--- WORK TO BE COMPLETED ---
Reproduce the entries below exactly, but only from the line containing "use crate::summary::print_summary;" to the line containing "let config = AdjustConfig", inclusive.
(Beginning of DATA FOR ANALYSIS)
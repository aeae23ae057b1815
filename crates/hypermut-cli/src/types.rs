use std::path::PathBuf;

use serde::Serialize;

use hypermut_core::AdjustOutcome;

/// One processed (or failed) per-cancer-type file.
#[derive(Debug, Clone, Serialize)]
pub struct FileSummary {
    /// Filename, for display and report keys.
    pub file: String,
    pub path: PathBuf,
    /// Present when the file was processed.
    pub outcome: Option<AdjustOutcome>,
    /// Present when the file failed under `--keep-going`.
    pub error: Option<String>,
}

/// Result of a full adjustment run.
#[derive(Debug, Serialize)]
pub struct AdjustResult {
    pub status_dir: PathBuf,
    /// Barcodes with a usable dominant-signature call.
    pub signature_count: usize,
    pub dry_run: bool,
    pub files: Vec<FileSummary>,
    pub errors: Vec<String>,
    pub has_errors: bool,
}
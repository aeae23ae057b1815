//! Hypermutation classification adjuster CLI.

use clap::{ColorChoice, Parser};
use hypermut_cli::logging::{LogConfig, LogFormat, init_logging};
use hypermut_cli::pipeline::{AdjustConfig, run_adjust};
use hypermut_core::ReclassifyOptions;
use std::io::{self, IsTerminal};
use tracing::level_filters::LevelFilter;

mod cli;
mod summary;

use crate::cli::{Cli, Command, LogFormatArg, LogLevelArg};
use crate::summary::print_summary;

fn main() {
    let cli = Cli::parse();
    cli.color.write_global();
    let log_config = log_config_from_cli(&cli);
    if let Err(error) = init_logging(&log_config) {
        eprintln!("error: failed to initialize logging: {error}");
        std::process::exit(1);
    }
    let exit_code = match cli.command {
        Command::Adjust(args) => {
            let config = AdjustConfig {
                status_dir: &args.status_dir,
                signatures_file: &args.signatures_file,
                options: ReclassifyOptions {
                    min_normal_cases: args.min_normal_cases,
                },
                dry_run: args.dry_run,
                keep_going: args.keep_going,
                report: args.report.as_deref(),
            };
            match run_adjust(config) {
                Ok(result) => {
                    print_summary(&result);
                    if result.has_errors { 1 } else { 0 }
                }
                Err(error) => {
                    eprintln!("error: {error:#}");
                    1
                }
            }
        }
    };
    std::process::exit(exit_code);
}

/// Build logging configuration from CLI flags with consistent precedence.
fn log_config_from_cli(cli: &Cli) -> LogConfig {
    let mut config = LogConfig {
        level_filter: cli.verbosity.tracing_level_filter(),
        ..LogConfig::default()
    };
    config.use_env_filter = !(cli.verbosity.is_present() || cli.log_level.is_some());
    if let Some(level) = cli.log_level {
        config.level_filter = match level {
            LogLevelArg::Error => LevelFilter::ERROR,
            LogLevelArg::Warn => LevelFilter::WARN,
            LogLevelArg::Info => LevelFilter::INFO,
            LogLevelArg::Debug => LevelFilter::DEBUG,
            LogLevelArg::Trace => LevelFilter::TRACE,
        };
    }
    config.format = match cli.log_format {
        LogFormatArg::Pretty => LogFormat::Pretty,
        LogFormatArg::Compact => LogFormat::Compact,
        LogFormatArg::Json => LogFormat::Json,
    };
    config.log_file = cli.log_file.clone();
    config.with_ansi = match cli.color.color {
        ColorChoice::Always => true,
        ColorChoice::Never => false,
        ColorChoice::Auto => cli.log_file.is_none() && io::stderr().is_terminal(),
    };
    config
}
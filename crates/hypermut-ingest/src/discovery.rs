//! Status-directory enumeration.

use std::path::{Path, PathBuf};

use crate::error::{IngestError, Result};

/// Lists the per-cancer-type files in a status directory.
///
/// Every regular file counts; the upstream clustering step writes one file per
/// cancer type with no shared extension. Hidden files are skipped. Returns
/// files sorted by filename so runs process and report in a stable order.
pub fn list_status_files(dir: &Path) -> Result<Vec<PathBuf>> {
    if !dir.is_dir() {
        return Err(IngestError::DirectoryNotFound {
            path: dir.to_path_buf(),
        });
    }

    let entries = std::fs::read_dir(dir).map_err(|e| IngestError::DirectoryRead {
        path: dir.to_path_buf(),
        source: e,
    })?;

    let mut files = Vec::new();
    for entry_result in entries {
        let entry = entry_result.map_err(|e| IngestError::DirectoryRead {
            path: dir.to_path_buf(),
            source: e,
        })?;
        let path = entry.path();

        if !path.is_file() {
            continue;
        }

        let hidden = path
            .file_name()
            .and_then(|name| name.to_str())
            .is_some_and(|name| name.starts_with('.'));
        if hidden {
            continue;
        }

        files.push(path);
    }

    files.sort_by(|a, b| a.file_name().cmp(&b.file_name()));

    Ok(files)
}

#[cfg(test)]
mod tests {
    use super::*;
    use tempfile::TempDir;

    fn create_test_dir() -> TempDir {
        let dir = TempDir::new().unwrap();
        for name in &["Colorectal_Cancer.tsv", "Endometrial_Cancer.tsv", "Glioma.tsv"] {
            std::fs::write(dir.path().join(name), "header\ndata").unwrap();
        }
        std::fs::write(dir.path().join(".DS_Store"), "junk").unwrap();
        std::fs::create_dir(dir.path().join("archive")).unwrap();
        dir
    }

    #[test]
    fn lists_files_sorted_by_name() {
        let dir = create_test_dir();
        let files = list_status_files(dir.path()).unwrap();

        let names: Vec<&str> = files
            .iter()
            .map(|path| path.file_name().unwrap().to_str().unwrap())
            .collect();
        assert_eq!(
            names,
            vec!["Colorectal_Cancer.tsv", "Endometrial_Cancer.tsv", "Glioma.tsv"]
        );
    }

    #[test]
    fn skips_directories_and_hidden_files() {
        let dir = create_test_dir();
        let files = list_status_files(dir.path()).unwrap();

        assert!(files.iter().all(|path| path.is_file()));
        assert!(
            files
                .iter()
                .all(|path| !path.file_name().unwrap().to_str().unwrap().starts_with('.'))
        );
    }

    #[test]
    fn missing_directory_is_an_error() {
        let dir = TempDir::new().unwrap();
        let missing = dir.path().join("nope");

        let error = list_status_files(&missing).unwrap_err();
        assert!(matches!(error, IngestError::DirectoryNotFound { .. }));
    }
}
(End of DATA FOR ANALYSIS)
--- TASK SOLUTION ---
use crate::summary::print_summary;

fn main() {
    let cli = Cli::parse();
    cli.color.write_global();
    let log_config = log_config_from_cli(&cli);
    if let Err(error) = init_logging(&log_config) {
        eprintln!("error: failed to initialize logging: {error}");
        std::process::exit(1);
    }
    let exit_code = match cli.command {
        Command::Adjust(args) => {
            let config = AdjustConfig {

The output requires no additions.